## INSTRUCTIONS FOR THE TASK
Check each line of the material. Copy those containing "AgeRange".

## EXERCISE INPUT
· · · · · · ·

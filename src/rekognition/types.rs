//! Rekognition result types
//!
//! Provider-independent shapes for the parts of the Rekognition responses
//! callers usually need. They serialize with the same PascalCase field names
//! the Rekognition API uses.

use serde::{Deserialize, Serialize};

/// Faces found by CompareFaces
#[derive(Debug, Clone, Default, PartialEq, Serialize, Deserialize)]
#[serde(rename_all = "PascalCase")]
pub struct CompareFacesResult {
    #[serde(default)]
    pub face_matches: Vec<FaceMatch>,
    #[serde(default)]
    pub unmatched_faces: Vec<Face>,
}

#[derive(Debug, Clone, Default, PartialEq, Serialize, Deserialize)]
#[serde(rename_all = "PascalCase")]
pub struct DetectFacesResult {
    #[serde(default)]
    pub face_details: Vec<FaceDetail>,
}

#[derive(Debug, Clone, Default, PartialEq, Serialize, Deserialize)]
#[serde(rename_all = "PascalCase")]
pub struct DetectTextResult {
    #[serde(default)]
    pub text_detections: Vec<TextDetection>,
}

/// A target face matching the source face
#[derive(Debug, Clone, Default, PartialEq, Serialize, Deserialize)]
#[serde(rename_all = "PascalCase")]
pub struct FaceMatch {
    #[serde(default)]
    pub face: Face,
    #[serde(default)]
    pub similarity: f64,
}

#[derive(Debug, Clone, Default, PartialEq, Serialize, Deserialize)]
#[serde(rename_all = "PascalCase")]
pub struct Face {
    #[serde(default)]
    pub confidence: f64,
    #[serde(default)]
    pub quality: Quality,
}

#[derive(Debug, Clone, Default, PartialEq, Serialize, Deserialize)]
#[serde(rename_all = "PascalCase")]
pub struct FaceDetail {
    #[serde(default)]
    pub age_range: AgeRange,
    #[serde(default)]
    pub beard: BoolAttribute,
    #[serde(default)]
    pub eyeglasses: BoolAttribute,
    #[serde(default)]
    pub eyes_open: BoolAttribute,
    #[serde(default)]
    pub gender: StringAttribute,
    #[serde(default)]
    pub mouth_open: BoolAttribute,
    #[serde(default)]
    pub mustache: BoolAttribute,
    #[serde(default)]
    pub confidence: f64,
    #[serde(default)]
    pub quality: Quality,
    #[serde(default)]
    pub sunglasses: BoolAttribute,
}

#[derive(Debug, Clone, Default, PartialEq, Serialize, Deserialize)]
#[serde(rename_all = "PascalCase")]
pub struct TextDetection {
    #[serde(default)]
    pub confidence: f64,
    #[serde(default)]
    pub detected_text: String,
    #[serde(default)]
    pub id: i64,
    /// `LINE` or `WORD`
    #[serde(default, rename = "Type")]
    pub text_type: String,
}

/// Estimated age range, in years
#[derive(Debug, Clone, Default, PartialEq, Eq, Serialize, Deserialize)]
#[serde(rename_all = "PascalCase")]
pub struct AgeRange {
    #[serde(default)]
    pub high: i64,
    #[serde(default)]
    pub low: i64,
}

#[derive(Debug, Clone, Default, PartialEq, Serialize, Deserialize)]
#[serde(rename_all = "PascalCase")]
pub struct BoolAttribute {
    #[serde(default)]
    pub confidence: f64,
    #[serde(default)]
    pub value: bool,
}

#[derive(Debug, Clone, Default, PartialEq, Serialize, Deserialize)]
#[serde(rename_all = "PascalCase")]
pub struct StringAttribute {
    #[serde(default)]
    pub confidence: f64,
    #[serde(default)]
    pub value: String,
}

#[derive(Debug, Clone, Default, PartialEq, Serialize, Deserialize)]
#[serde(rename_all = "PascalCase")]
pub struct Quality {
    #[serde(default)]
    pub brightness: f64,
    #[serde(default)]
    pub sharpness: f64,
}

· · · · · · ·

## RESPONSE BOX
    pub age_range: AgeRange,
pub struct AgeRange {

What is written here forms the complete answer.